Today, most of the Mai Mai in Nord-Kivu remain allied to Rwandan Hutu militias, support President Joseph Kabila (the son of and immediate successor to Laurent Kabila, who died in 2001), and continue to oppose the armed Tutsi groups -- all because doing so is still the best way for them to consolidate their claims to ancestral land rights and positions of authority. The Tutsis, for their part, have recently rallied around Nkunda, who belonged to the Rwanda-backed rebel movement that fought the Congolese government during the last war. He refuses to disarm and integrate his troops into the national army in order to better protect his ethnic community, which he believes is once again threatened by various local and national Congolese groups. In keeping with Congo's history since independence, the dispute between the Mai Mai and the Tutsis has a regional dimension, too: Nkunda is said to be recruiting fighters and obtaining arms from Rwanda.

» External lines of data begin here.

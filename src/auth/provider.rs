//! Seam between the sign-in pipeline and a consumer identity provider.

use async_trait::async_trait;

use super::token::{ConsumerAccount, ConsumerSignIn, ConsumerToken};
use crate::error::AuthError;

/// Consumer identity provider with an exportable in-memory token cache.
///
/// Implementations own the refresh material for at most one account. The
/// cache hooks let [`super::TokenCache`] hydrate the provider before every
/// access and persist it only when `has_state_changed` reports a change.
#[async_trait]
pub trait ConsumerIdentityProvider: Send + Sync {
    /// Run the interactive browser sign-in.
    ///
    /// Fails with [`AuthError::InteractiveAuth`] on user cancellation, a
    /// browser failure, or an OAuth error from the provider.
    async fn acquire_interactive(&self, scopes: &[String]) -> Result<ConsumerSignIn, AuthError>;

    /// Obtain a fresh access token for a cached account without user interaction.
    ///
    /// A provider rejection surfaces as [`AuthError::SilentRefresh`];
    /// connectivity problems surface as `Network`/`NetworkTimeout`.
    async fn acquire_silent(
        &self,
        account: &ConsumerAccount,
        scopes: &[String],
    ) -> Result<ConsumerToken, AuthError>;

    fn accounts(&self) -> Vec<ConsumerAccount>;

    fn remove_account(&self, account: &ConsumerAccount);

    /// Serialize the cache and mark it as persisted.
    fn export_cache(&self) -> Result<Vec<u8>, AuthError>;

    /// Replace the in-memory cache with a previously exported blob.
    fn import_cache(&self, blob: &[u8]) -> Result<(), AuthError>;

    fn has_state_changed(&self) -> bool;
}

Thus, for much of the 1990s and early years of this century, local tensions in the Kivus have repeatedly prompted outbreaks of ethnic violence, with so-called indigenous groups forming alliances with Rwandan Hutu militias and, in response, the Rwandan government supporting Congolese fighters of Rwandan ancestry and intervening in the name of national security. And the situation, which shows that local troubles in eastern Congo jeopardize the entire country's stability, is consistent with recent academic research about civil wars. The Yale political scientist Stathis Kalyvas, among other scholars, has shown how in many conflict environments, land disputes, social antagonisms, professional jealousies, family feuds, and romantic rivalries become the fodder for tensions at the regional and national levels. Local leaders learn to couch their feuds in the rhetoric that dominates the national discourse -- be it about ideology, ethnicity, religion, or class -- in order to enlist support from government actors. Conversely, national politicians use local players to find the recruits, resources, and information they need to pursue their own objectives. Local violence may be fueled by regional and national antagonisms, but it is above all motivated by distinctively local tensions.

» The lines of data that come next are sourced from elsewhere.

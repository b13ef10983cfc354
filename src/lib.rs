//! Portcullis: federated game sign-in
//!
//! Turns a delegated consumer-identity sign-in into a time-limited game
//! session token through a fixed three-hop exchange, and connects a separate
//! developer identity through the OAuth2 Device Authorization Grant.
//!
//! # Quick Start
//!
//! ```no_run
//! use portcullis::prelude::*;
//!
//! # async fn example() -> portcullis::error::Result<()> {
//! let config = PortcullisConfig::load()?;
//! let auth = AuthOrchestrator::from_config(&config);
//! let _background = auth.spawn_background_refresh(tokio_util::sync::CancellationToken::new());
//!
//! let profile = auth.sign_in().await?;
//! println!("Signed in as {}", profile.display_name);
//! let token = auth.ensure_valid_token().await?;
//! # let _ = token;
//! # Ok(())
//! # }
//! ```

pub mod auth;
pub mod config;
pub mod device;
pub mod error;
pub mod exchange;
pub mod orchestrator;
pub mod prelude;
pub mod profile;
pub mod util;

#[cfg(feature = "cli")]
pub mod cli;
impl Inner {
    fn slot(&self) -> MutexGuard<'_, Slot> {
        self.slot.lock().unwrap_or_else(PoisonError::into_inner)
    }

    fn emit(&self, event: AuthEvent) {
        let _ = self.events.send(event);
    }

    async fn load_profile(&self) -> Result<Profile, AuthError> {
        match self.profiles.lookup().await {
            Ok(ProfileLookup { profile, fetched }) => {
                if fetched {
                    self.emit(AuthEvent::ProfileChanged(Some(profile.clone())));
                }
                Ok(profile)
            }
            Err(AuthError::NotSignedIn) => {
                self.drop_rejected_session();
                Err(AuthError::NotSignedIn)
            }
            Err(err) => Err(err),
        }
    }

    /// The game backend no longer accepts the held session token. The cached
    /// account stays on disk so a later silent refresh can recover.
    fn drop_rejected_session(&self) {
        {
            let mut slot = self.slot();
            if slot.session.take().is_none() {
                return;
            }
            slot.account = None;
            slot.state = AuthState::SignedOut;
        }
        tracing::info!("Session token rejected by the profile endpoint; signed out");
        self.emit(AuthEvent::StateChanged(AuthState::SignedOut));
        self.emit(AuthEvent::ProfileChanged(None));
    }

    fn is_current(&self, generation: u64) -> bool {
        self.slot().generation == generation
    }

    fn join_or_start(self: &Arc<Self>, slot: &mut Slot, kind: JobKind) -> (SessionFuture, JobKind) {
        if let Some(job) = &slot.in_flight {
            return (job.future.clone(), job.kind);
        }
        slot.next_job += 1;
        let id = slot.next_job;
        let generation = slot.generation;
        let inner = Arc::clone(self);
        let handle = tokio::spawn(async move {
            match kind {
                JobKind::SignIn => inner.sign_in_job(id, generation).await,
                JobKind::Refresh => inner.refresh_job(id, generation).await,
            }
        });
        let abort = handle.abort_handle();
        let future = async move {
            match handle.await {
                Ok(result) => result,
                Err(err) if err.is_cancelled() => Err(AuthError::Cancelled),
                Err(err) => Err(AuthError::Io(format!("auth task failed: {err}"))),
            }
        }
        .boxed()
        .shared();
        slot.in_flight = Some(InFlight {
            id,
            kind,
            future: future.clone(),
            abort,
        });
        (future, kind)
    }

    /// Move to `state` if the job's generation is still current.
    fn set_state(&self, generation: u64, state: AuthState) {
        {
            let mut slot = self.slot();
            if slot.generation != generation {
                return;
            }
            slot.state = state.clone();
        }
        self.emit(AuthEvent::StateChanged(state));
    }

    /// Release the slot held by job `id` and apply its result when the
    /// generation is still current. Returns whether it was applied.
    fn finish(
        &self,
        id: u64,
        generation: u64,
        apply: impl FnOnce(&mut Slot) -> Option<AuthState>,
    ) -> bool {
        let changed = {
            let mut slot = self.slot();
            if slot.in_flight.as_ref().map(|job| job.id) == Some(id) {
                slot.in_flight = None;
            }
            if slot.generation != generation {
                return false;
            }
            let next = apply(&mut slot);
            if let Some(state) = &next {
                slot.state = state.clone();
            }
            next
        };
        if let Some(state) = changed {
            self.emit(AuthEvent::StateChanged(state));
        }
        true
    }

    async fn sign_in_job(self: Arc<Self>, id: u64, generation: u64) -> Result<GameSessionToken, AuthError> {
        let policy = RetryPolicy::fixed(self.options.sign_in_attempts, self.options.retry_delay);
        let result = policy
            .execute(|attempt| {
                let inner = Arc::clone(&self);
                async move {
                    inner.set_state(generation, AuthState::SigningIn { attempt });
                    inner.sign_in_attempt().await.map_err(|err| {
                        tracing::warn!(
                            attempt,
                            hop = ?err.failed_hop(),
                            error = %err,
                            "Sign-in attempt failed"
                        );
                        err
                    })
                }
            })
            .await;

        match result {
            Ok((account, session)) => {
                self.profiles.init(session.clone()).await;
                let applied = self.finish(id, generation, |slot| {
                    slot.account = Some(account.clone());
                    slot.session = Some(session.clone());
                    Some(AuthState::SignedIn {
                        account: account.clone(),
                    })
                });
                if !applied {
                    self.profiles.clear().await;
                    return Err(AuthError::Cancelled);
                }
                tracing::info!(account_id = %account.account_id, "Signed in");
                Ok(session)
            }
            Err(RetryFailure {
                last_error: err @ AuthError::Configuration(_),
                ..
            }) => {
                tracing::error!(error = %err, "Sign-in is misconfigured");
                self.finish(id, generation, |_| Some(AuthState::Error(err.clone())));
                Err(err)
            }
            Err(RetryFailure {
                attempts,
                last_error,
            }) => {
                tracing::warn!(attempts, error = %last_error, "Sign-in failed; clearing cached account");
                if self.is_current(generation) {
                    self.remove_cached_accounts().await;
                }
                self.finish(id, generation, |slot| {
                    slot.account = None;
                    slot.session = None;
                    Some(AuthState::SignedOut)
                });
                Err(AuthError::SignInFailed {
                    attempts,
                    last: Box::new(last_error),
                })
            }
        }
    }

    /// One whole attempt. Nothing from an earlier attempt is reused.
    async fn sign_in_attempt(&self) -> Result<(ConsumerAccount, GameSessionToken), AuthError> {
        let scopes = &self.options.scopes;
        let account = self.consumer.sign_in_interactive(scopes).await?;
        let consumer_token = self.consumer.refresh_silently(&account, scopes).await?;
        let session = self.exchanger.exchange(&consumer_token).await?;
        Ok((account, session))
    }

    async fn refresh_job(self: Arc<Self>, id: u64, generation: u64) -> Result<GameSessionToken, AuthError> {
        let (held, previous) = {
            let slot = self.slot();
            (slot.account.clone(), slot.state.clone())
        };
        let account = match held.clone() {
            Some(account) => account,
            None => match self.consumer.list_accounts().await {
                Ok(accounts) => match accounts.into_iter().next() {
                    Some(account) => account,
                    None => {
                        self.finish(id, generation, |_| None);
                        return Err(AuthError::NotSignedIn);
                    }
                },
                Err(err) => {
                    self.finish(id, generation, |_| None);
                    return Err(err);
                }
            },
        };

        self.set_state(generation, AuthState::RefreshingSilently);
        let result = async {
            let consumer_token = self
                .consumer
                .refresh_silently(&account, &self.options.scopes)
                .await?;
            self.exchanger.exchange(&consumer_token).await
        }
        .await;

        match result {
            Ok(session) => {
                if held.as_ref() == Some(&account) {
                    self.profiles.update_token(session.clone()).await;
                } else {
                    self.profiles.init(session.clone()).await;
                }
                let applied = self.finish(id, generation, |slot| {
                    slot.account = Some(account.clone());
                    slot.session = Some(session.clone());
                    Some(AuthState::SignedIn {
                        account: account.clone(),
                    })
                });
                if !applied {
                    self.profiles.clear().await;
                    return Err(AuthError::Cancelled);
                }
                tracing::debug!("Session refreshed silently");
                self.emit(AuthEvent::SessionRefreshed {
                    expires_at: session.expires_at,
                });
                Ok(session)
            }
            Err(err) if err.is_transient() => {
                tracing::warn!(
                    hop = ?err.failed_hop(),
                    error = %err,
                    "Silent refresh failed transiently; keeping cached account"
                );
                self.finish(id, generation, |_| Some(previous));
                Err(err)
            }
            Err(err) => {
                tracing::warn!(
                    hop = ?err.failed_hop(),
                    error = %err,
                    "Silent refresh rejected; signing out"
                );
                if self.is_current(generation) {
                    self.remove_cached_accounts().await;
                    self.profiles.clear().await;
                }
                self.finish(id, generation, |slot| {
                    slot.account = None;
                    slot.session = None;
                    Some(AuthState::SignedOut)
                });
                Err(err)
            }
        }
    }

    async fn remove_cached_accounts(&self) {
        let accounts = match self.consumer.list_accounts().await {
            Ok(accounts) => accounts,
            Err(err) => {
                tracing::warn!(error = %err, "Could not read cached accounts");
                return;
            }
        };
        for account in accounts {
            if let Err(err) = self.consumer.remove_account(&account).await {
                tracing::warn!(error = %err, "Failed to remove cached account");
            }
        }
    }
}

SEEING THE TREES FOR THE FOREST
Distinctively local agendas motivate a large part of the ongoing violence in Congo, yet diplomats, UN officials, and journalists have focused almost exclusively on the regional and national problems. To ease economic and security tensions between Congolese and Rwandan actors, for example, diplomats and UN officials have organized numerous dialogues and conferences in the region and elsewhere, including some with the Congolese, Rwandan, Burundian, and Ugandan governments to discuss their support for various rebel groups, the repatriation of Congolese refugees, and developing a code for the exploitation of Congo's natural resources. In times of crises, the UN leadership and African and Western states, such as South Africa, the United States, and European Union countries, have put pressure on the Rwandan government, in some cases by threatening to withdraw international aid, in order to prevent it from invading Congo again. After the 2003 peace agreement, former warlords were continuing to fight one another politically and militarily, while Congolese military leaders at all levels were diverting funds destined for the national army. African and Western diplomats from the 15 states and organizations involved in Congo's postconflict transition endeavored to convince the warlords to integrate their soldiers into the army, supervised the disbursement of soldiers' pay to prevent the diversion of funds, and trained a few integrated brigades.

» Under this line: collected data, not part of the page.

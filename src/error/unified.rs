//! Error classification for user-facing messaging.

use super::{AuthError, InteractiveFailure};

/// Broad error category for routing recovery logic.
#[derive(Debug, Clone, Copy, PartialEq, Eq)]
pub enum ErrorCategory {
    /// The cached session cannot be used; interactive sign-in is required.
    Reauthentication,
    /// Connectivity, throttling, or upstream outage.
    Transient,
    /// The user explicitly rejected the request.
    Declined,
    Cancelled,
    Configuration,
    Unknown,
}

/// What the UI should tell the user.
#[derive(Debug, Clone, Copy, PartialEq, Eq)]
pub enum UserNotice {
    SignInAgain,
    TemporaryFailure,
    UserDeclined,
    Cancelled,
    CheckConfiguration,
    Unexpected,
}

impl UserNotice {
    pub fn message(&self) -> &'static str {
        match self {
            Self::SignInAgain => "Your session has ended. Please sign in again.",
            Self::TemporaryFailure => "Temporary failure reaching the sign-in services. Retrying.",
            Self::UserDeclined => "You declined the authorization request.",
            Self::Cancelled => "Sign-in was cancelled.",
            Self::CheckConfiguration => "Sign-in is not configured correctly.",
            Self::Unexpected => "Sign-in failed unexpectedly.",
        }
    }
}

impl AuthError {
    /// Classify this error into a category.
    pub fn category(&self) -> ErrorCategory {
        match self {
            Self::SilentRefresh { .. } | Self::NotSignedIn => ErrorCategory::Reauthentication,
            Self::OAuthDevice { code, .. } => match code.as_str() {
                "access_denied" => ErrorCategory::Declined,
                "expired_token" => ErrorCategory::Reauthentication,
                _ => ErrorCategory::Unknown,
            },
            Self::InteractiveAuth(InteractiveFailure::Cancelled) | Self::Cancelled => {
                ErrorCategory::Cancelled
            }
            Self::Configuration(_) => ErrorCategory::Configuration,
            Self::SignInFailed { last, .. } => last.category(),
            other if other.is_transient() => ErrorCategory::Transient,
            Self::Exchange { .. } => ErrorCategory::Reauthentication,
            _ => ErrorCategory::Unknown,
        }
    }

    /// Suggest the notice the UI should surface.
    pub fn user_notice(&self) -> UserNotice {
        match self.category() {
            ErrorCategory::Reauthentication => UserNotice::SignInAgain,
            ErrorCategory::Transient => UserNotice::TemporaryFailure,
            ErrorCategory::Declined => UserNotice::UserDeclined,
            ErrorCategory::Cancelled => UserNotice::Cancelled,
            ErrorCategory::Configuration => UserNotice::CheckConfiguration,
            ErrorCategory::Unknown => UserNotice::Unexpected,
        }
    }
}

But this effort overlooked the critical fact that today local conflicts are driving the broader conflicts, not the other way around -- and with counterproductive effects. Most notably, the international community's insistence on organizing elections in 2006 has ended up jeopardizing the peace. There was no outbreak of violence on the day of the polls; many Congolese were enthusiastic about voting for the first time in their lives. But the elections cemented Kabila's strongman government, which is bent on harassing the opposition and carrying on Mobutu's legacy of corruption -- two destabilizing factors. The election process itself was also damaging. After the calm that immediately followed the voting, many provinces experienced renewed tensions along ethnic lines because of candidates who had propagated hatred during their campaigns in order to boost their popularity. The campaign was marred by major intimidation and fraud, which significantly tipped the balance of power at the provincial level. In Bas-Congo and Kasai-Oriental, the contest further marginalized minorities. The Tutsis of Nord-Kivu could not get any representatives into the provincial assembly because some 40,000 of them are refugees in Rwanda and cannot vote. The National Assembly, moreover, now counts many radicals bent on cleansing Congo of people of Rwandan descent. The Tutsi minority's renewed fears that an ethnic-cleansing campaign may be in the offing was a major reason for Nkunda's popularity late last year and, indirectly, for the renewed fighting in Nord-Kivu.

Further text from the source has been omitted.